Inactivation of the respiratory chain in plant mitochondria by visible light: the primary target for photodamage and endogenous photosensitizing chromophores

Abstract

Among the respiratory complexes in plant mitochondria, ubiquinol-cytochrome c reductase (complex III) showed the highest in situ susceptibility to photoinactivation; in contrast, succinate dehydrogenase and reduced nicotinamide adenine dinucleotide dehydrogenase, which are photosensitive when present in mammalian mitochondria, were found to be fairly resistant to light.
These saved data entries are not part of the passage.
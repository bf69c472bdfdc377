//! 提示词配置

use serde::{Deserialize, Serialize};

use crate::error::{AppError, AppResult};

/// 默认模型
pub const DEFAULT_MODEL: &str = "GPT-4.1";
/// 默认温度
pub const DEFAULT_TEMPERATURE: f32 = 0.5;
/// 服务端支持的模型
pub const KNOWN_MODELS: [&str; 2] = ["GPT-4.1", "GPT-5"];
/// 表格单元格允许的最大字符数
pub const SPREADSHEET_CELL_LIMIT: usize = 32_767;

/// 提示词配置：五个自由文本字段 + 温度 + 模型
#[derive(Debug, Clone, PartialEq, Serialize, Deserialize)]
#[serde(default)]
pub struct PromptConfig {
    pub role: String,
    pub task: String,
    pub context: String,
    pub format: String,
    pub constraints: String,
    pub temperature: f32,
    pub model: String,
}

impl Default for PromptConfig {
    fn default() -> Self {
        Self {
            role: String::new(),
            task: String::new(),
            context: String::new(),
            format: String::new(),
            constraints: String::new(),
            temperature: DEFAULT_TEMPERATURE,
            model: DEFAULT_MODEL.to_string(),
        }
    }
}

/// 运行请求中填写的提示词
///
/// 温度和模型未填写时为 `None`，此时才会使用服务端预填值或默认值
#[derive(Debug, Clone, Default, PartialEq, Serialize, Deserialize)]
#[serde(default)]
pub struct PromptInput {
    pub role: String,
    pub task: String,
    pub context: String,
    pub format: String,
    pub constraints: String,
    pub temperature: Option<f32>,
    pub model: Option<String>,
}

impl PromptInput {
    /// 合并服务端预填值，得到最终的提示词配置
    ///
    /// 优先级：请求中填写的值 > 预填值 > 默认值
    pub fn resolve(&self, defaults: Option<&PromptDefaults>) -> PromptConfig {
        let empty = PromptDefaults::default();
        let defaults = defaults.unwrap_or(&empty);

        PromptConfig {
            role: pick_text(&self.role, &defaults.role),
            task: pick_text(&self.task, &defaults.task),
            context: pick_text(&self.context, &defaults.context),
            format: pick_text(&self.format, &defaults.format),
            constraints: pick_text(&self.constraints, &defaults.constraints),
            temperature: self
                .temperature
                .or(defaults.temperature)
                .unwrap_or(DEFAULT_TEMPERATURE),
            model: non_blank(&self.model)
                .or_else(|| non_blank(&defaults.model))
                .unwrap_or(DEFAULT_MODEL)
                .to_string(),
        }
    }
}

/// 远程拉取时服务端预填的提示词
#[derive(Debug, Clone, Default, PartialEq, Serialize, Deserialize)]
#[serde(default)]
pub struct PromptDefaults {
    pub role: Option<String>,
    pub task: Option<String>,
    pub context: Option<String>,
    pub format: Option<String>,
    pub constraints: Option<String>,
    pub temperature: Option<f32>,
    pub model: Option<String>,
}

impl PromptConfig {
    /// 校验温度和模型
    pub fn validate(&self) -> AppResult<()> {
        if !self.temperature.is_finite() || !(0.0..=1.0).contains(&self.temperature) {
            return Err(AppError::invalid_selection(format!(
                "温度必须在 [0, 1] 之间，当前为 {}",
                self.temperature
            )));
        }
        if self.model.trim().is_empty() {
            return Err(AppError::invalid_selection("模型不能为空"));
        }
        Ok(())
    }

    /// 模型是否在已知列表中
    pub fn is_known_model(&self) -> bool {
        KNOWN_MODELS.contains(&self.model.as_str())
    }

    /// 长度恰好等于单元格上限的字段，这些文本很可能在上游已被截断
    pub fn fields_at_cell_limit(&self) -> Vec<&'static str> {
        self.named_fields()
            .into_iter()
            .filter(|(_, value)| value.chars().count() == SPREADSHEET_CELL_LIMIT)
            .map(|(name, _)| name)
            .collect()
    }

    fn named_fields(&self) -> [(&'static str, &str); 5] {
        [
            ("role", &self.role),
            ("task", &self.task),
            ("context", &self.context),
            ("format", &self.format),
            ("constraints", &self.constraints),
        ]
    }
}

fn non_blank(value: &Option<String>) -> Option<&str> {
    value.as_deref().filter(|v| !v.trim().is_empty())
}

fn pick_text(value: &str, default: &Option<String>) -> String {
    if value.trim().is_empty() {
        non_blank(default).unwrap_or(value).to_string()
    } else {
        value.to_string()
    }
}
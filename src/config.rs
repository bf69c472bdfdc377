/// 程序配置
#[derive(Clone, Debug)]
pub struct Config {
    /// 处理服务地址
    pub api_base_url: String,
    /// 单次请求超时（秒），单页生成可能很慢
    pub request_timeout_secs: u64,
    /// 结果文件下载目录
    pub download_dir: String,
    /// 运行请求文件（TOML）
    pub run_file: String,
    /// 是否显示详细日志
    pub verbose_logging: bool,
    /// 输出日志文件
    pub output_log_file: String,
}

impl Default for Config {
    fn default() -> Self {
        Self {
            api_base_url: "http://localhost:4005/".to_string(),
            request_timeout_secs: 300,
            download_dir: "downloads".to_string(),
            run_file: "run.toml".to_string(),
            verbose_logging: false,
            output_log_file: "run_log.txt".to_string(),
        }
    }
}

impl Config {
    pub fn from_env() -> Self {
        let default = Self::default();
        Self {
            api_base_url: std::env::var("API_BASE_URL").unwrap_or(default.api_base_url),
            request_timeout_secs: std::env::var("REQUEST_TIMEOUT_SECS").ok().and_then(|v| v.parse().ok()).unwrap_or(default.request_timeout_secs),
            download_dir: std::env::var("DOWNLOAD_DIR").unwrap_or(default.download_dir),
            run_file: std::env::var("RUN_FILE").unwrap_or(default.run_file),
            verbose_logging: std::env::var("VERBOSE_LOGGING").ok().and_then(|v| v.parse().ok()).unwrap_or(default.verbose_logging),
            output_log_file: std::env::var("OUTPUT_LOG_FILE").unwrap_or(default.output_log_file),
        }
    }
}

/// 拼接服务地址和路径，保证中间恰好一个 `/`
///
/// 基地址为 `/` 时视为同源，返回以 `/` 开头的相对路径。
pub fn api_url(base: &str, path: &str) -> String {
    let clean_base = if base == "/" { "" } else { base.trim_end_matches('/') };
    let clean_path = path.trim_start_matches('/');

    if clean_base.is_empty() {
        return format!("/{}", clean_path);
    }

    format!("{}/{}", clean_base, clean_path)
}

#[cfg(test)]
mod tests {
    use super::*;

    #[test]
    fn joins_without_double_slash() {
        assert_eq!(api_url("http://localhost:4005/", "/upload"), "http://localhost:4005/upload");
        assert_eq!(api_url("http://localhost:4005", "upload"), "http://localhost:4005/upload");
        assert_eq!(api_url("http://host:8316///", "//api/jobs"), "http://host:8316/api/jobs");
    }

    #[test]
    fn same_origin_base() {
        assert_eq!(api_url("/", "api/jobs"), "/api/jobs");
        assert_eq!(api_url("/", "/api/jobs"), "/api/jobs");
    }

    #[test]
    fn defaults_are_sane() {
        let config = Config::default();
        assert_eq!(config.request_timeout_secs, 300);
        assert!(!config.verbose_logging);
    }
}
//! 快捷选页
//!
//! 根据策略名称生成单文档模式的页码列表，纯函数，不访问网络

use tracing::debug;

/// 快捷选页策略
#[derive(Debug, Clone, Copy, PartialEq, Eq, Hash)]
pub enum SelectionStrategy {
    /// 全部页面
    All,
    /// 奇数页
    Odd,
    /// 偶数页
    Even,
    /// 前半部分（含中间页）
    FirstHalf,
    /// 后半部分
    SecondHalf,
}

impl SelectionStrategy {
    /// 获取策略名称
    pub fn name(self) -> &'static str {
        match self {
            SelectionStrategy::All => "all",
            SelectionStrategy::Odd => "odd",
            SelectionStrategy::Even => "even",
            SelectionStrategy::FirstHalf => "first-half",
            SelectionStrategy::SecondHalf => "second-half",
        }
    }

    /// 从名称解析策略（精确匹配）
    pub fn from_name(s: &str) -> Option<Self> {
        match s {
            "all" => Some(SelectionStrategy::All),
            "odd" => Some(SelectionStrategy::Odd),
            "even" => Some(SelectionStrategy::Even),
            "first-half" => Some(SelectionStrategy::FirstHalf),
            "second-half" => Some(SelectionStrategy::SecondHalf),
            _ => None,
        }
    }

    /// 生成升序页码
    pub fn pages(self, page_count: u32) -> Vec<u32> {
        let half = page_count.div_ceil(2);
        match self {
            SelectionStrategy::All => (1..=page_count).collect(),
            SelectionStrategy::Odd => (1..=page_count).filter(|p| p % 2 == 1).collect(),
            SelectionStrategy::Even => (1..=page_count).filter(|p| p % 2 == 0).collect(),
            SelectionStrategy::FirstHalf => (1..=half).collect(),
            SelectionStrategy::SecondHalf => (half + 1..=page_count).collect(),
        }
    }
}

/// 按策略名称选页
///
/// 未知名称返回空列表而不是报错；空列表之后会在生成工作计划时被拒绝
pub fn quick_select(page_count: u32, strategy: &str) -> Vec<u32> {
    match SelectionStrategy::from_name(strategy) {
        Some(s) => s.pages(page_count),
        None => {
            debug!("未知的选页策略: {}，不选择任何页面", strategy);
            Vec::new()
        }
    }
}

#[cfg(test)]
mod tests {
    use super::*;

    #[test]
    fn ten_pages() {
        assert_eq!(quick_select(10, "all"), (1..=10).collect::<Vec<_>>());
        assert_eq!(quick_select(10, "odd"), vec![1, 3, 5, 7, 9]);
        assert_eq!(quick_select(10, "even"), vec![2, 4, 6, 8, 10]);
        assert_eq!(quick_select(10, "first-half"), vec![1, 2, 3, 4, 5]);
        assert_eq!(quick_select(10, "second-half"), vec![6, 7, 8, 9, 10]);
    }

    #[test]
    fn seven_pages_put_middle_page_in_first_half() {
        assert_eq!(quick_select(7, "first-half"), vec![1, 2, 3, 4]);
        assert_eq!(quick_select(7, "second-half"), vec![5, 6, 7]);
    }

    #[test]
    fn single_page_has_empty_second_half() {
        assert_eq!(quick_select(1, "first-half"), vec![1]);
        assert!(quick_select(1, "second-half").is_empty());
        assert!(quick_select(1, "even").is_empty());
    }

    #[test]
    fn zero_pages_select_nothing() {
        for name in ["all", "odd", "even", "first-half", "second-half"] {
            assert!(quick_select(0, name).is_empty(), "{name}");
        }
    }

    #[test]
    fn unknown_strategy_is_noop() {
        assert!(quick_select(10, "every-third").is_empty());
        assert!(quick_select(10, "ALL").is_empty());
    }

    #[test]
    fn names_round_trip() {
        for s in [
            SelectionStrategy::All,
            SelectionStrategy::Odd,
            SelectionStrategy::Even,
            SelectionStrategy::FirstHalf,
            SelectionStrategy::SecondHalf,
        ] {
            assert_eq!(SelectionStrategy::from_name(s.name()), Some(s));
        }
    }
}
We also observed that the more sensitive the complexes are to light, the more vulnerable they are to photoensitization via the singlet oxygen ( 1O 2) mechanism. The spectral dependence of inactivation of complex III bore a close resemblance to the action spectrum for 1O 2 generation from mitochondrial membranes as well as to the absorption spectra of mitochondrial FeS centres. Histidine suppressed photoinactivation of complex III, whereas D 2O enhanced it. Destruction of the FeS centres by the treatment of mitochondria with mersalyl acid resulted in a drastic decrease in photosensitivity of the complex. These results suggests that photodamage to mitochondrial electron transport in plants results primarily from photo-oxidative inactivation of complex III by 1O 2 which is photoproduced largely by the FeS centres.